Rehearing denied Nov. n, 1943.

*203Mayer Goldberg, for plaintiffs in error.

George F. Barrett, Attorney General, and Thomas J. Courtney, State’s Attorney, (Edward E. Wilson, John T. Gallagher, Melvin S. Rembe, Richard B. Austin, and Clement D. Cody, of counsel,) for the People.

Mr. Justice Gunn

delivered the opinion of the court:

Plaintiffs in error, Jesse Harrison, Paul McCoy, Frank Tornabene, Steve Radaha, Sam Monforti and Sam Marsala, were indicted in the criminal court of Cook county for conspiracy to violate the election laws. They were all tried before a jury and convicted, and sentenced to the penitentiary. On writ of error to the Appellate Court the judgment of the criminal court of Cook county was affirmed as to all of the defendants except Frank Tornabene, and as to him the cause was remanded. The remaining defendants - prosecute a writ of error to this court.

The indictment is in one count for conspiracy at common law. It charged all of the defendants mentioned, and one Thomas H. Caradine, with a conspiracy to violate the election laws in the following manner: (a) to make a false canvass of the votes in an election conducted in the 15th precinct of the 42nd ward of the city of Chicago in a mayoralty election held in Chicago April 4, 1939; (b) to deliver a false return of said election; (c) to make a false statement as to the result of said election; (d) to make a false certificate certifying the correctness of said statement of result. The indictment sets out the particular acts of the accused in the alleged conspiracy. There was no motion made to quash the indictment.

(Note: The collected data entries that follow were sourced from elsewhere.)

mod support;

use jot_service::{CredentialKind, Error};
use jot_testkit::TestDatabase;
use support::{SuggestionBehavior, WeatherBehavior, lisbon_report, open_service, providers};

fn suggestion_stub() -> SuggestionBehavior {
	SuggestionBehavior::Reply("unused")
}

#[tokio::test]
async fn blank_cities_are_rejected() {
	let test_db = TestDatabase::new().expect("Failed to create test database.");
	let (jot, _) =
		open_service(&test_db, providers(suggestion_stub(), WeatherBehavior::Report(lisbon_report())))
			.await;
	let err = jot.fetch_weather("   ").await.expect_err("Expected a validation error.");

	assert!(matches!(err, Error::InvalidRequest { .. }), "Unexpected error: {err}");
}

#[tokio::test]
async fn a_stored_key_is_required() {
	let test_db = TestDatabase::new().expect("Failed to create test database.");
	let (jot, _) =
		open_service(&test_db, providers(suggestion_stub(), WeatherBehavior::Report(lisbon_report())))
			.await;
	let err = jot.fetch_weather("Lisbon").await.expect_err("Expected a credential error.");

	assert!(matches!(err, Error::MissingCredential { provider: "weather" }));
}

#[tokio::test]
async fn a_successful_lookup_returns_the_report() {
	let test_db = TestDatabase::new().expect("Failed to create test database.");
	let (jot, _) =
		open_service(&test_db, providers(suggestion_stub(), WeatherBehavior::Report(lisbon_report())))
			.await;

	jot.store_credential(CredentialKind::Weather, "wk-test").await.expect("Failed to store key.");

	let report = jot.fetch_weather("Lisbon").await.expect("Failed to fetch weather.");

	assert_eq!(report, lisbon_report());
}

#[tokio::test]
async fn unauthorized_and_unknown_city_stay_distinguishable() {
	let test_db = TestDatabase::new().expect("Failed to create test database.");
	let (jot, _) =
		open_service(&test_db, providers(suggestion_stub(), WeatherBehavior::Unauthorized)).await;

	jot.store_credential(CredentialKind::Weather, "wk-bad").await.expect("Failed to store key.");

	let err = jot.fetch_weather("Lisbon").await.expect_err("Expected an unauthorized error.");

	assert!(matches!(err, Error::Collaborator(jot_providers::Error::Unauthorized)));

	jot.db.pool.close().await;

	let (jot, _) =
		open_service(&test_db, providers(suggestion_stub(), WeatherBehavior::CityNotFound)).await;
	let err = jot.fetch_weather("Atlantis").await.expect_err("Expected a not-found error.");

	match err {
		Error::Collaborator(jot_providers::Error::CityNotFound { city }) =>
			assert_eq!(city, "Atlantis"),
		err => panic!("Unexpected error: {err}"),
	}
}
pub type Result<T, E = Error> = std::result::Result<T, E>;

#[derive(Debug, thiserror::Error)]
pub enum Error {
	#[error("Invalid request: {message}")]
	InvalidRequest { message: String },
	#[error("Not found: {message}")]
	NotFound { message: String },
	#[error("No API key is stored for the {provider} provider.")]
	MissingCredential { provider: &'static str },
	#[error(transparent)]
	Collaborator(#[from] jot_providers::Error),
	#[error("Storage error: {message}")]
	Storage { message: String },
}

impl From<jot_storage::Error> for Error {
	fn from(err: jot_storage::Error) -> Self {
		match err {
			jot_storage::Error::Sqlx(inner) => Self::Storage { message: inner.to_string() },
			jot_storage::Error::InvalidArgument(message) => Self::InvalidRequest { message },
		}
	}
}

impl From<serde_json::Error> for Error {
	fn from(err: serde_json::Error) -> Self {
		Self::Storage { message: format!("Failed to encode the collection: {err}.") }
	}
}
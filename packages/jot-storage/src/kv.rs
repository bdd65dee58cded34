use time::OffsetDateTime;

use crate::{Error, Result, db::Db};

/// Fetches the opaque value stored under `key`, if any.
pub async fn get(db: &Db, key: &str) -> Result<Option<String>> {
	let value: Option<String> = sqlx::query_scalar("SELECT value FROM kv_entries WHERE key = ?1")
		.bind(key)
		.fetch_optional(&db.pool)
		.await?;

	Ok(value)
}

/// Writes `value` under `key`, replacing any previous value.
pub async fn set(db: &Db, key: &str, value: &str) -> Result<()> {
	if key.trim().is_empty() {
		return Err(Error::InvalidArgument("Key must be non-empty.".to_string()));
	}

	sqlx::query(
		"\
INSERT INTO kv_entries (key, value, updated_at)
VALUES (?1, ?2, ?3)
ON CONFLICT(key) DO UPDATE SET value = excluded.value, updated_at = excluded.updated_at",
	)
	.bind(key)
	.bind(value)
	.bind(OffsetDateTime::now_utc())
	.execute(&db.pool)
	.await?;

	Ok(())
}

/// Deletes the entry under `key`. Absent keys are a no-op.
pub async fn remove(db: &Db, key: &str) -> Result<()> {
	sqlx::query("DELETE FROM kv_entries WHERE key = ?1").bind(key).execute(&db.pool).await?;

	Ok(())
}
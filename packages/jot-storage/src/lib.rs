pub mod db;
pub mod kv;
pub mod schema;

mod error;

pub use error::Error;

pub type Result<T, E = Error> = std::result::Result<T, E>;
use std::time::Duration;

use reqwest::{Client, StatusCode};
use serde_json::Value;

use crate::{Error, Result};

/// Asks the chat-completions endpoint for writing suggestions on `text`.
/// Returns the assistant's reply as a trimmed string.
pub async fn suggest(
	cfg: &jot_config::SuggestionProviderConfig,
	api_key: &str,
	text: &str,
) -> Result<String> {
	let client = Client::builder().timeout(Duration::from_millis(cfg.timeout_ms)).build()?;
	let url = format!("{}{}", cfg.api_base, cfg.path);
	let body = serde_json::json!({
		"model": cfg.model,
		"messages": [
			{ "role": "system", "content": cfg.instructions },
			{ "role": "user", "content": user_prompt(text) },
		],
		"max_tokens": cfg.max_tokens,
		"temperature": cfg.temperature,
	});
	let res = client
		.post(&url)
		.headers(crate::auth_headers(api_key, &cfg.default_headers)?)
		.json(&body)
		.send()
		.await?;
	let status = res.status();

	if status == StatusCode::UNAUTHORIZED {
		return Err(Error::Unauthorized);
	}
	if !status.is_success() {
		return Err(Error::Status { status: status.as_u16() });
	}

	let json: Value = res.json().await?;

	parse_suggestion(json)
}

fn user_prompt(text: &str) -> String {
	format!("Please review this text and provide suggestions for improvement:\n\n{text}")
}

fn parse_suggestion(json: Value) -> Result<String> {
	let Some(content) = json
		.get("choices")
		.and_then(|v| v.as_array())
		.and_then(|arr| arr.first())
		.and_then(|choice| choice.get("message"))
		.and_then(|msg| msg.get("content"))
		.and_then(|c| c.as_str())
	else {
		return Err(Error::InvalidResponse {
			message: "Suggestion response is missing message content.".to_string(),
		});
	};
	let trimmed = content.trim();

	if trimmed.is_empty() {
		return Err(Error::InvalidResponse {
			message: "Suggestion response content is empty.".to_string(),
		});
	}

	Ok(trimmed.to_string())
}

*204There was a preliminary motion in which it was contended that the indictment charged several conspiracies, and that the State be required to elect upon which one the defendants would be tried. This motion was overruled. Some of tjie defendants were election officials and some of them were watchers, and it is claimed only the election officials could be guilty of making a false canvass or a false return, and since those who were not election officials could be guilty only of inducing the election officials to violate the law, there were necessarily two classes of offenses charged. The conspiracy charged in the indictment grew out of one distinct transaction, -vis., what took place after the polls were closed in the said 15th precinct. The charge was the conspiracy to violate the election laws, and if one not an election official advised, or assisted, or abetted an election official to violate the law he would be guilty as principal. (People v. VanBever, 248 Ill. 136; Lionetti v. People, 183 Ill. 253.) The matters charged in the indictment were, if true, all a part of one general scheme to conduct a fraudulent election, and the several acts charged were all parts of one general conspiracy, and in such cases the People are not required to elect. People v. Curran, 286 Ill. 302; People v. Pulliam, 352 Ill. 318.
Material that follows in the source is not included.